5. Just like you did in Exercise 1, come up with a clear question that your results makes you curious about. Write this question in your app.py file above the call to your visualization function. Then, create a Plotly visualization in a function named `visualize_families()` that directly addresses your question. As in Exercise 1 you are free to choose the chart type that you think best communicates the findings.

In [37]:
def family_groups():
    # Create a new column for family size
    df["family_size"] = df["SibSp"] + df["Parch"] + 1  # +1 to include the passenger themselves

    # Compute survival rate by family size
    grouped = (
        df.groupby(["Pclass", "family_size"])
        .agg(
            n_passengers = ("PassengerId", "size"),
            avg_fare = ("Fare", "mean"),
            min_fare = ("Fare", "min"),
            max_fare = ("Fare", "max")
        )
        .reset_index()
    )

    grouped = grouped.sort_values(["Pclass", "family_size"]).reset_index(drop=True)

    return grouped

In [38]:
family_groups()

Unnamed: 0,Pclass,family_size,n_passengers,avg_fare,min_fare,max_fare
0,1,1,109,63.672514,0.0,512.3292
1,1,2,70,91.848039,29.7,512.3292
2,1,3,24,95.681075,26.2833,211.5
3,1,4,7,133.521429,120.0,151.55
4,1,5,2,262.375,262.375,262.375
5,1,6,4,263.0,263.0,263.0
6,2,1,104,14.066106,0.0,73.5
7,2,2,34,24.682962,11.5,33.0
8,2,3,31,31.693819,13.0,73.5
9,2,4,13,36.575969,11.5,65.0


In [39]:
def last_names():
    df["LastName"] = df["Name"].str.split(",").str[0]

    last_name_count = df["LastName"].value_counts()

    return last_name_count

In [40]:
last_names()

LastName
Andersson    9
Sage         7
Skoog        6
Panula       6
Carter       6
            ..
Nysveen      1
Young        1
Slayter      1
Danoff       1
Haas         1
Name: count, Length: 667, dtype: int64

In [50]:
def visualize_families():
    # Get the grouped data
    grouped = family_groups()  # calls your existing function

    # Create line chart
    fig = px.line(
        grouped,
        x="family_size",
        y="avg_fare",
        color="Pclass",
        markers=True,  # show points on the line
        hover_data=["n_passengers", "min_fare", "max_fare"],
        title="Average Fare vs Family Size by Passenger Class",
        labels={
            "family_size": "Family Size",
            "avg_fare": "Average Fare",
            "Pclass": "Passenger Class"
        }
    )

    fig.update_layout(
        xaxis=dict(dtick=1),  # show each family size as a tick
        yaxis=dict(title="Average Fare ($)"),
        legend_title="Passenger Class"
    )

    return fig

In [51]:
visualize_families()

## Bonus Question

Add a new column, `older_passenger`, to the Titanic dataset that indicates whether each passenger’s age is above the median age for *their* passenger class. So, suppose row $x$ is in passenger class 2. Then, a value of `True` at row $x$ would indicate that passenger older than 50% of class 2 passengers, and `False` would indicate that they younger.

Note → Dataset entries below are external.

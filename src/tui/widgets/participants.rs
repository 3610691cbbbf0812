use ratatui::{
    layout::Rect,
    style::{Color, Modifier, Style},
    text::{Line, Span},
    widgets::{Block, Borders, List, ListItem, ListState},
    Frame,
};

use crate::models::PaceStatus;
use crate::tui::App;

pub fn draw(f: &mut Frame, app: &App, area: Rect) {
    let title = if let Some(filter) = &app.filter_name {
        format!(" Participants (filter: {}) ", filter)
    } else {
        " Participants ".to_string()
    };

    let items: Vec<ListItem> = app
        .participants
        .items
        .iter()
        .map(|entry| {
            let (pace_text, pace_color) = match entry.pace {
                PaceStatus::Ahead => ("Ahead", Color::Green),
                PaceStatus::OnTrack => ("On Track", Color::Cyan),
                PaceStatus::Behind => ("Behind", Color::Red),
            };

            ListItem::new(Line::from(vec![
                Span::styled(
                    format!("{:<26}", truncate(&entry.name, 24)),
                    Style::default().fg(Color::White),
                ),
                Span::styled(
                    progress_bar(entry.summary.percentage),
                    Style::default().fg(Color::Green),
                ),
                Span::styled(
                    format!(" {:<5}", format!("{}%", entry.summary.percentage)),
                    Style::default().fg(Color::Yellow),
                ),
                Span::styled(
                    format!("{:<10}", format!("this wk {}", entry.read_this_week)),
                    Style::default().fg(Color::DarkGray),
                ),
                Span::styled(pace_text, Style::default().fg(pace_color)),
            ]))
        })
        .collect();

    let block = Block::default()
        .borders(Borders::ALL)
        .title(title)
        .title_style(Style::default().fg(Color::Cyan));

    let header = Line::from(vec![
        Span::styled(
            format!("{:<26}", "Name"),
            Style::default()
                .fg(Color::DarkGray)
                .add_modifier(Modifier::BOLD),
        ),
        Span::styled(
            format!("{:<16}", "Progress"),
            Style::default()
                .fg(Color::DarkGray)
                .add_modifier(Modifier::BOLD),
        ),
        Span::styled(
            format!("{:<10}", "Week"),
            Style::default()
                .fg(Color::DarkGray)
                .add_modifier(Modifier::BOLD),
        ),
        Span::styled(
            "Pace",
            Style::default()
                .fg(Color::DarkGray)
                .add_modifier(Modifier::BOLD),
        ),
    ]);

    let list = List::new(items)
        .block(block)
        .highlight_style(
            Style::default()
                .bg(Color::DarkGray)
                .add_modifier(Modifier::BOLD),
        )
        .highlight_symbol("> ");

    let mut state = ListState::default();
    state.select(app.participants.selected);

    let header_area = Rect {
        x: area.x + 1,
        y: area.y + 1,
        width: area.width.saturating_sub(2),
        height: 1,
    };
    f.render_widget(ratatui::widgets::Paragraph::new(header), header_area);

    let list_area = Rect {
        x: area.x,
        y: area.y + 1,
        width: area.width,
        height: area.height.saturating_sub(1),
    };

    f.render_stateful_widget(list, list_area, &mut state);
}

fn progress_bar(percentage: u32) -> String {
    let filled = (percentage as usize / 10).min(10);
    format!("{}{}", "█".repeat(filled), "░".repeat(10 - filled))
}

fn truncate(s: &str, max_len: usize) -> String {
    if s.len() <= max_len {
        s.to_string()
    } else {
        format!("{}...", &s[..max_len.saturating_sub(3)])
    }
}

- You should use pandas functions to accomplish this.
- The new column should contain Boolean values (True if the age is above the median, False if less than or equal to).
- Return the updated table in the function `determine_age_division()`

Once you’ve created this column, consider how this age division relates to your analysis above. Try to visualize this analysis in Plotly using the function name `visualize_age_division()`.